(Records drawn from a dataset)
******

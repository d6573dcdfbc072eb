// SPDX-License-Identifier: GPL-3.0-only

use barcode_scanner::config::{ConfigStore, Settings, TOKEN_ENV};
use barcode_scanner::constants::app_info;
use clap::{Parser, Subcommand};
use std::path::PathBuf;

mod cli;

#[derive(Parser)]
#[command(name = "barcode-scanner")]
#[command(about = "Scan EAN/UPC barcodes with a webcam and look them up on ean-search.org")]
#[command(version = app_info::version())]
#[command(subcommand_required = false)]
struct Cli {
    /// Settings file (default: ~/.config/ean-search.org/BarcodeScanner.json)
    #[arg(long, global = true)]
    config: Option<PathBuf>,

    /// API token for this run, overrides the stored one
    #[arg(long, global = true)]
    token: Option<String>,

    #[command(subcommand)]
    command: Option<Commands>,
}

#[derive(Subcommand)]
enum Commands {
    /// Run the interactive scanner in the terminal (default)
    Terminal,

    /// List available cameras
    List,

    /// Scan barcodes and print the results line by line
    Scan {
        /// Camera index to use (from 'barcode-scanner list'), default is the last used camera
        #[arg(short, long)]
        camera: Option<usize>,

        /// Show the video in a separate window
        #[arg(short, long)]
        preview: bool,

        /// Render the video into an existing X11 window (id in decimal or 0x hex)
        #[arg(long, conflicts_with = "preview", value_parser = cli::parse_window_handle)]
        window: Option<usize>,
    },

    /// Look up a single product code
    Lookup {
        /// EAN-13 or UPC-A code
        code: String,
    },

    /// Show, set or clear the stored API token
    Token {
        /// New token
        value: Option<String>,

        /// Remove the stored token
        #[arg(long, conflicts_with = "value")]
        clear: bool,
    },

    /// Show version and copyright information
    About,
}

fn main() -> Result<(), Box<dyn std::error::Error>> {
    let cli = Cli::parse();
    let terminal_mode = matches!(cli.command, None | Some(Commands::Terminal));

    // Initialize logging
    // Set RUST_LOG environment variable to control log level
    // Examples: RUST_LOG=debug, RUST_LOG=barcode_scanner=debug, RUST_LOG=info
    let filter = tracing_subscriber::EnvFilter::try_from_default_env()
        .unwrap_or_else(|_| tracing_subscriber::EnvFilter::new("warn"));
    let subscriber = tracing_subscriber::fmt()
        .with_env_filter(filter)
        .with_target(true)
        .with_level(true);
    if terminal_mode && std::env::var_os("RUST_LOG").is_none() {
        // Log lines would tear the alternate screen
        subscriber.with_writer(std::io::sink).init();
    } else {
        subscriber.with_writer(std::io::stderr).init();
    }

    let store = cli
        .config
        .map(ConfigStore::new)
        .unwrap_or_else(ConfigStore::default_location);
    let token_override = cli
        .token
        .or_else(|| std::env::var(TOKEN_ENV).ok().filter(|t| !t.trim().is_empty()));
    let mut settings = Settings::load(store, token_override);

    let result = match cli.command {
        None | Some(Commands::Terminal) => barcode_scanner::terminal::run(&mut settings),
        Some(Commands::List) => cli::list_cameras(&settings),
        Some(Commands::Scan {
            camera,
            preview,
            window,
        }) => cli::scan(&mut settings, camera, cli::scan_surface(preview, window)),
        Some(Commands::Lookup { code }) => cli::lookup(&settings, &code),
        Some(Commands::Token { value, clear }) => cli::token(&mut settings, value, clear),
        Some(Commands::About) => {
            println!("{}", app_info::about_text());
            Ok(())
        }
    };

    if let Err(e) = settings.save() {
        eprintln!("Failed to save settings: {}", e);
    }

    result
}
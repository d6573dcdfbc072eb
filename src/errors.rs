// SPDX-License-Identifier: GPL-3.0-only

//! Error types for the barcode scanner
//!
//! Lookup failures are not errors: they resolve to a
//! [`LookupOutcome`](crate::scanner::LookupOutcome) and are shown inline.

use crate::backends::camera::BackendError;
use std::fmt;

/// Result type alias using AppError
pub type AppResult<T> = Result<T, AppError>;

/// Main application error type
#[derive(Debug, Clone)]
pub enum AppError {
    /// Camera selection errors
    Camera(CameraError),
    /// Capture pipeline errors
    Pipeline(PipelineError),
    /// Configuration errors
    Config(String),
    /// Storage/filesystem errors
    Storage(String),
    /// Generic error with message
    Other(String),
}

/// Camera selection errors
///
/// These disable scanning but are never fatal to the process.
#[derive(Debug, Clone, PartialEq, Eq)]
pub enum CameraError {
    /// No camera devices found
    NoCameraFound,
    /// Camera index out of range
    IndexOutOfRange { index: usize, count: usize },
}

/// Capture pipeline errors
#[derive(Debug, Clone)]
pub enum PipelineError {
    /// Pipeline could not be built or started, scanning is impossible
    Construction(String),
    /// A scan session is already running
    AlreadyRunning,
}

impl PipelineError {
    /// Construction errors terminate the process
    pub fn is_fatal(&self) -> bool {
        matches!(self, PipelineError::Construction(_))
    }
}

impl fmt::Display for AppError {
    fn fmt(&self, f: &mut fmt::Formatter<'_>) -> fmt::Result {
        match self {
            AppError::Camera(e) => write!(f, "Camera error: {}", e),
            AppError::Pipeline(e) => write!(f, "{}", e),
            AppError::Config(msg) => write!(f, "Configuration error: {}", msg),
            AppError::Storage(msg) => write!(f, "Storage error: {}", msg),
            AppError::Other(msg) => write!(f, "{}", msg),
        }
    }
}

impl fmt::Display for CameraError {
    fn fmt(&self, f: &mut fmt::Formatter<'_>) -> fmt::Result {
        match self {
            CameraError::NoCameraFound => write!(f, "No cameras found"),
            CameraError::IndexOutOfRange { index, count } => write!(
                f,
                "Camera index {} out of range (0-{})",
                index,
                count.saturating_sub(1)
            ),
        }
    }
}

impl fmt::Display for PipelineError {
    fn fmt(&self, f: &mut fmt::Formatter<'_>) -> fmt::Result {
        match self {
            PipelineError::Construction(msg) => write!(
                f,
                "Pipeline error: {}\nIs GStreamer installed correctly?",
                msg
            ),
            PipelineError::AlreadyRunning => write!(f, "Scanning is already running"),
        }
    }
}

impl std::error::Error for AppError {}
impl std::error::Error for CameraError {}
impl std::error::Error for PipelineError {}

impl From<CameraError> for AppError {
    fn from(err: CameraError) -> Self {
        AppError::Camera(err)
    }
}

impl From<PipelineError> for AppError {
    fn from(err: PipelineError) -> Self {
        AppError::Pipeline(err)
    }
}

// Every backend failure surfaces while building or starting a pipeline
impl From<BackendError> for PipelineError {
    fn from(err: BackendError) -> Self {
        PipelineError::Construction(err.to_string())
    }
}

impl From<BackendError> for AppError {
    fn from(err: BackendError) -> Self {
        AppError::Pipeline(err.into())
    }
}

impl From<String> for AppError {
    fn from(msg: String) -> Self {
        AppError::Other(msg)
    }
}

impl From<&str> for AppError {
    fn from(msg: &str) -> Self {
        AppError::Other(msg.to_string())
    }
}

impl From<std::io::Error> for AppError {
    fn from(err: std::io::Error) -> Self {
        AppError::Storage(err.to_string())
    }
}

impl From<serde_json::Error> for AppError {
    fn from(err: serde_json::Error) -> Self {
        AppError::Config(err.to_string())
    }
}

******

Task directions - Using the entries, count the lines that hold the string "process"; nothing but the number is needed.

Response area - 2